No Soup for You

Domestic equity markets have not performed well in October. Through Monday October 29, the S&P 500 Index is down 9.36%, and the smaller-capitalized Russell 2000 Index is down 12.92%, on a price return basis. These declines have occurred against the backdrop of what appears to be—at least on the surface—a strong third quarter earnings season. Year-over-year earnings growth is trending above 20% and the percentage of companies beating consensus estimates is above average. Companies with positive earnings surprises have not been immune to the October sell-off, however. In fact, quite the opposite as reactions to positive earnings surprises have actually been negative.

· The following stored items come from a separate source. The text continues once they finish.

//! Basic usage of the resource proxies with a toy in-memory driver

use pool_proxy::{
    CancelToken, DriverError, DriverResult, NativeConnection, NativeResource, NativeResultSet, NativeStatement,
    ProxyConfiguration, ProxyFactory, ProxyResult, Wrapper,
};
use std::sync::Arc;
use tracing_subscriber::EnvFilter;

struct ToyConnection;

impl Wrapper for ToyConnection {}

impl NativeResource for ToyConnection {
    fn close(&mut self) -> DriverResult<()> {
        println!("   [driver] connection closed");
        Ok(())
    }
}

impl NativeConnection for ToyConnection {
    fn create_statement(&mut self) -> DriverResult<Box<dyn NativeStatement>> {
        Ok(Box::new(ToyStatement { fetch_size: 0 }))
    }
}

struct ToyStatement {
    fetch_size: u32,
}

impl Wrapper for ToyStatement {}

impl NativeResource for ToyStatement {
    fn close(&mut self) -> DriverResult<()> {
        println!("   [driver] statement closed");
        Ok(())
    }
}

impl NativeStatement for ToyStatement {
    fn execute_query(&mut self, sql: &str) -> DriverResult<Option<Box<dyn NativeResultSet>>> {
        if !sql.starts_with("SELECT") {
            return Ok(None);
        }
        Ok(Some(Box::new(ToyRows { values: vec![1, 2, 3], cursor: 0 })))
    }

    fn execute_update(&mut self, _sql: &str) -> DriverResult<u64> {
        Ok(1)
    }

    fn execute(&mut self, sql: &str) -> DriverResult<bool> {
        Ok(sql.starts_with("SELECT"))
    }

    fn result_set(&mut self) -> DriverResult<Option<Box<dyn NativeResultSet>>> {
        Ok(None)
    }

    fn generated_keys(&mut self) -> DriverResult<Option<Box<dyn NativeResultSet>>> {
        Ok(Some(Box::new(ToyRows { values: vec![100], cursor: 0 })))
    }

    fn more_results(&mut self) -> DriverResult<bool> {
        Ok(false)
    }

    fn update_count(&mut self) -> DriverResult<Option<u64>> {
        Ok(None)
    }

    fn add_batch(&mut self, _sql: &str) -> DriverResult<()> {
        Ok(())
    }

    fn clear_batch(&mut self) -> DriverResult<()> {
        Ok(())
    }

    fn execute_batch(&mut self) -> DriverResult<Vec<u64>> {
        Ok(Vec::new())
    }

    fn max_rows(&self) -> DriverResult<u64> {
        Ok(0)
    }

    fn set_max_rows(&mut self, _rows: u64) -> DriverResult<()> {
        Ok(())
    }

    fn fetch_size(&self) -> DriverResult<u32> {
        Ok(self.fetch_size)
    }

    fn set_fetch_size(&mut self, rows: u32) -> DriverResult<()> {
        self.fetch_size = rows;
        Ok(())
    }

    fn cancel_token(&self) -> Option<Arc<dyn CancelToken>> {
        None
    }
}

struct ToyRows {
    values: Vec<i64>,
    cursor: usize,
}

impl ToyRows {
    fn current(&self, column: usize) -> DriverResult<i64> {
        if column != 1 {
            return Err(DriverError::new(format!("invalid column {}", column)).with_sql_state("07009"));
        }
        self.cursor
            .checked_sub(1)
            .and_then(|idx| self.values.get(idx).copied())
            .ok_or_else(|| DriverError::new("cursor is not on a row").with_sql_state("24000"))
    }
}

impl Wrapper for ToyRows {}

impl NativeResource for ToyRows {
    fn close(&mut self) -> DriverResult<()> {
        println!("   [driver] result set closed");
        Ok(())
    }
}

impl NativeResultSet for ToyRows {
    fn next(&mut self) -> DriverResult<bool> {
        self.cursor += 1;
        Ok(self.cursor <= self.values.len())
    }

    fn get_string(&mut self, column: usize) -> DriverResult<Option<String>> {
        Ok(Some(self.current(column)?.to_string()))
    }

    fn get_i64(&mut self, column: usize) -> DriverResult<Option<i64>> {
        Ok(Some(self.current(column)?))
    }

    fn get_f64(&mut self, column: usize) -> DriverResult<Option<f64>> {
        Ok(Some(self.current(column)? as f64))
    }

    fn get_bool(&mut self, column: usize) -> DriverResult<Option<bool>> {
        Ok(Some(self.current(column)? != 0))
    }

    fn get_bytes(&mut self, column: usize) -> DriverResult<Option<Vec<u8>>> {
        Ok(Some(self.current(column)?.to_be_bytes().to_vec()))
    }

    fn get_result_set(&mut self, _column: usize) -> DriverResult<Option<Box<dyn NativeResultSet>>> {
        Ok(None)
    }

    fn was_null(&self) -> DriverResult<bool> {
        Ok(false)
    }

    fn find_column(&self, label: &str) -> DriverResult<usize> {
        match label {
            "value" => Ok(1),
            _ => Err(DriverError::new(format!("no column {}", label))),
        }
    }

    fn column_count(&self) -> DriverResult<usize> {
        Ok(1)
    }

    fn column_label(&self, _column: usize) -> DriverResult<String> {
        Ok("value".to_string())
    }

    fn row(&self) -> DriverResult<usize> {
        Ok(self.cursor.min(self.values.len()))
    }

    fn fetch_size(&self) -> DriverResult<u32> {
        Ok(0)
    }

    fn set_fetch_size(&mut self, _rows: u32) -> DriverResult<()> {
        Ok(())
    }
}

fn main() -> ProxyResult<()> {
    tracing_subscriber::fmt()
        .with_env_filter(EnvFilter::from_default_env())
        .init();

    println!("=== pool_proxy - Basic Examples ===\n");

    let factory = ProxyFactory::new(ProxyConfiguration::new().with_pool_name("demo"));
    let conn = factory.wrap_connection(Box::new(ToyConnection));

    // Example 1: tracked query
    println!("1. Query:");
    let stmt = conn.create_statement()?;
    if let Some(rows) = stmt.execute_query("SELECT value FROM numbers")? {
        println!("   Open result sets on statement: {}", stmt.open_result_sets());
        while rows.next()? {
            println!("   Row: {:?}", rows.get_i64(1)?);
        }
        rows.close()?;
    }
    println!("   Open result sets after close: {}\n", stmt.open_result_sets());

    // Example 2: closed proxies refuse work
    println!("2. Use after close:");
    stmt.close()?;
    stmt.close()?;
    match stmt.execute_query("SELECT value FROM numbers") {
        Err(err) => println!("   Error: {}\n", err),
        Ok(_) => println!("   Unexpected success\n"),
    }

    // Example 3: leaked resources are reclaimed by the pool
    println!("3. Leak cleanup:");
    let leaked = conn.create_statement()?;
    let _keys = leaked.generated_keys()?;
    drop(leaked);
    println!("   Open statements before sweep: {}", conn.open_statements());
    println!("   Closed by sweep: {}", conn.close_statements()?);
    println!("   Open statements after sweep: {}\n", conn.open_statements());

    // Example 4: unwrap to the driver type
    println!("4. Unwrap:");
    let stmt = conn.create_statement()?;
    println!("   Wraps ToyStatement: {}", stmt.is_wrapper_for::<ToyStatement>()?);
    stmt.unwrap::<ToyStatement>()?.fetch_size = 64;
    println!("   Fetch size via proxy: {}\n", stmt.fetch_size()?);

    conn.close()?;

    let metrics = factory.metrics();
    println!("Metrics:");
    let mut exported: Vec<_> = metrics.export().into_iter().collect();
    exported.sort();
    for (key, value) in exported {
        println!("   {}: {}", key, value);
    }

    Ok(())
}
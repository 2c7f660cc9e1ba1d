//! Delegation base shared by all proxy variants
//!
//! A [`Delegate`] owns the native handle of one proxy. The closed state is a
//! flag kept apart from the lock around the native value, so checking it,
//! closing the proxy and its bookkeeping never wait on a driver call that is
//! still running. Forwarded calls fail with [`ProxyError::ResourceClosed`]
//! once the flag is set, and otherwise run against the native value and pass
//! its result straight back.

use crate::driver::{AsAny, NativeResource, Wrapper};
use crate::errors::{DriverResult, ProxyError, ProxyResult};
use crate::tracker::ResourceKind;

use parking_lot::{MappedMutexGuard, Mutex, MutexGuard};
use std::any::{type_name, Any};
use std::sync::atomic::{AtomicBool, Ordering};

pub(crate) struct Delegate<D: ?Sized> {
    closed: AtomicBool,
    slot: Mutex<Option<Box<D>>>,
    kind: ResourceKind,
}

impl<D: NativeResource + ?Sized> Delegate<D> {
    pub fn new(native: Box<D>, kind: ResourceKind) -> Self {
        Self {
            closed: AtomicBool::new(false),
            slot: Mutex::new(Some(native)),
            kind,
        }
    }

    pub fn is_closed(&self) -> bool {
        self.closed.load(Ordering::Acquire)
    }

    /// Whether a driver call (or an `unwrap` guard) holds the native value
    pub fn is_busy(&self) -> bool {
        self.slot.is_locked()
    }

    /// Run `op` against the native handle
    pub fn forward<R>(&self, op: impl FnOnce(&mut D) -> DriverResult<R>) -> ProxyResult<R> {
        if self.is_closed() {
            return Err(ProxyError::ResourceClosed(self.kind));
        }
        let mut slot = self.slot.lock();
        let native = slot.as_deref_mut().ok_or(ProxyError::ResourceClosed(self.kind))?;
        Ok(op(native)?)
    }

    /// Close the native handle exactly once
    ///
    /// The call that flips the closed flag runs `before_native_close` without
    /// holding the native lock, then waits for any in-flight driver call to
    /// return and releases the native value. The value is released even when
    /// its close fails. Returns `Ok(false)` when already closed.
    pub fn close(&self, before_native_close: impl FnOnce()) -> ProxyResult<bool> {
        if self.closed.swap(true, Ordering::AcqRel) {
            return Ok(false);
        }

        before_native_close();
        let native = self.slot.lock().take();
        if let Some(mut native) = native {
            native.close()?;
        }
        Ok(true)
    }

    pub fn is_wrapper_for<T: Any>(&self, max_depth: usize) -> ProxyResult<bool> {
        if self.is_closed() {
            return Err(ProxyError::ResourceClosed(self.kind));
        }
        let slot = self.slot.lock();
        let native = slot.as_deref().ok_or(ProxyError::ResourceClosed(self.kind))?;
        Ok(wraps::<T, D>(native, max_depth))
    }

    /// Borrow the native value (or a nested driver layer) as a `T`
    ///
    /// The proxy stays locked for as long as the returned guard lives.
    pub fn unwrap<T: Any>(&self, max_depth: usize) -> ProxyResult<MappedMutexGuard<'_, T>> {
        let slot = self.slot.lock();
        if self.is_closed() || slot.is_none() {
            return Err(ProxyError::ResourceClosed(self.kind));
        }

        MutexGuard::try_map(slot, |slot| {
            slot.as_deref_mut()
                .and_then(|native| unwrap_layer::<T, D>(native, max_depth))
        })
        .map_err(|_| ProxyError::NotAWrapper {
            proxy: self.kind.proxy_name(),
            target: type_name::<T>(),
        })
    }
}

/// Whether `layer`, or one of at most `remaining` layers beneath it, is a `T`
pub(crate) fn wraps<T: Any, W: Wrapper + ?Sized>(layer: &W, remaining: usize) -> bool {
    if <W as AsAny>::as_any(layer).is::<T>() {
        return true;
    }
    remaining > 0
        && layer
            .wrapped()
            .is_some_and(|inner| wraps::<T, dyn Wrapper>(inner, remaining - 1))
}

/// The first layer, descending at most `remaining` hops, that is a `T`
pub(crate) fn unwrap_layer<T: Any, W: Wrapper + ?Sized>(layer: &mut W, remaining: usize) -> Option<&mut T> {
    if <W as AsAny>::as_any(layer).is::<T>() {
        return <W as AsAny>::as_any_mut(layer).downcast_mut::<T>();
    }
    if remaining == 0 {
        return None;
    }
    unwrap_layer::<T, dyn Wrapper>(layer.wrapped_mut()?, remaining - 1)
}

A recent 361 Capital Weekly Research Briefing mentioned this reaction. Citing FactSet data for the S&P 500, it showed responses to negative earnings surprises so far in Q3 have experienced an average decline of 3.5%. This is greater than the 2.5% average decline over the last five years. What’s even more striking is companies with above-consensus earnings have also seen their shares drop. Positive earnings surprises have declined 0.5% compared to an average increase of 1.0% over the past five years.[i]

Our own surprise earnings models (“SUE”) are providing similar information. A greater proportion of companies are beating estimates, although response rates have been sharply negative. This phenomenon has occurred in previous quarters, however the magnitude of negative responses has increased lately.

So, what is behind this? Several explanations could provide insight into the bearish sentiment considering strong earnings reports.

    • Beating consensus is not a differentiating factor in this environment. The percentage of companies reporting positive earnings surprises in our large cap universe has grown from just over 20% in 1996, to over 64% for the quarter ending September 30, 2018. Negative earnings surprises have declined, albeit at a slower rate, declining from 16% in 1996 to 10% last quarter. This positive-to-negative spread is the widest in our data history. Companies are beating consensus by more than one standard deviation at a rate that is four times what a normal distribution would indicate (the children of Lake Wobegon are getting exposed).
    • Absent positive guidance, anything less-than-stellar can quickly pivot from attractive to risky. Execution and outlooks must conform to high expectations. The market’s reaction to companies that have not met its stringent expectations is analogous to the famous Seinfeld character who punished customers for not ordering in a very precise way.
    • There is belief that we are near the peak of the earnings cycle, the bull market is long in the tooth, and fundamental risks are increasing, so anything that fits this narrative will increase conviction for investors looking to validate those feelings.
      “…the results have not been strong enough to push aside mounting investor fears—ranging across peak margins on higher input costs, the strong dollar, waning benefits from tax reform, decelerating China growth, potential destabilization from the Italy budget crisis, a weak housing market, trade-war fears, and worries about a possible policy mistake by the Fed.”[ii]
    • Barron’s stated that momentum selling was partly to blame. When stock prices appreciate prior to earnings announcements, it increases the bar for the company to meet loftier expectations. If investors feel there is less potential for companies to keep meeting and exceeding expectations, they will sell securities that have outperformed recently to lock in those gains. Swift momentum reversals tend to coincide with market declines.

The negative returns to positive earnings surprises is most likely a function of broader market concerns overwhelming this factor. There have been several instances in the past when response rates were this negative and equity markets rebounded. If market fears worsen, however, there could be less soup for all.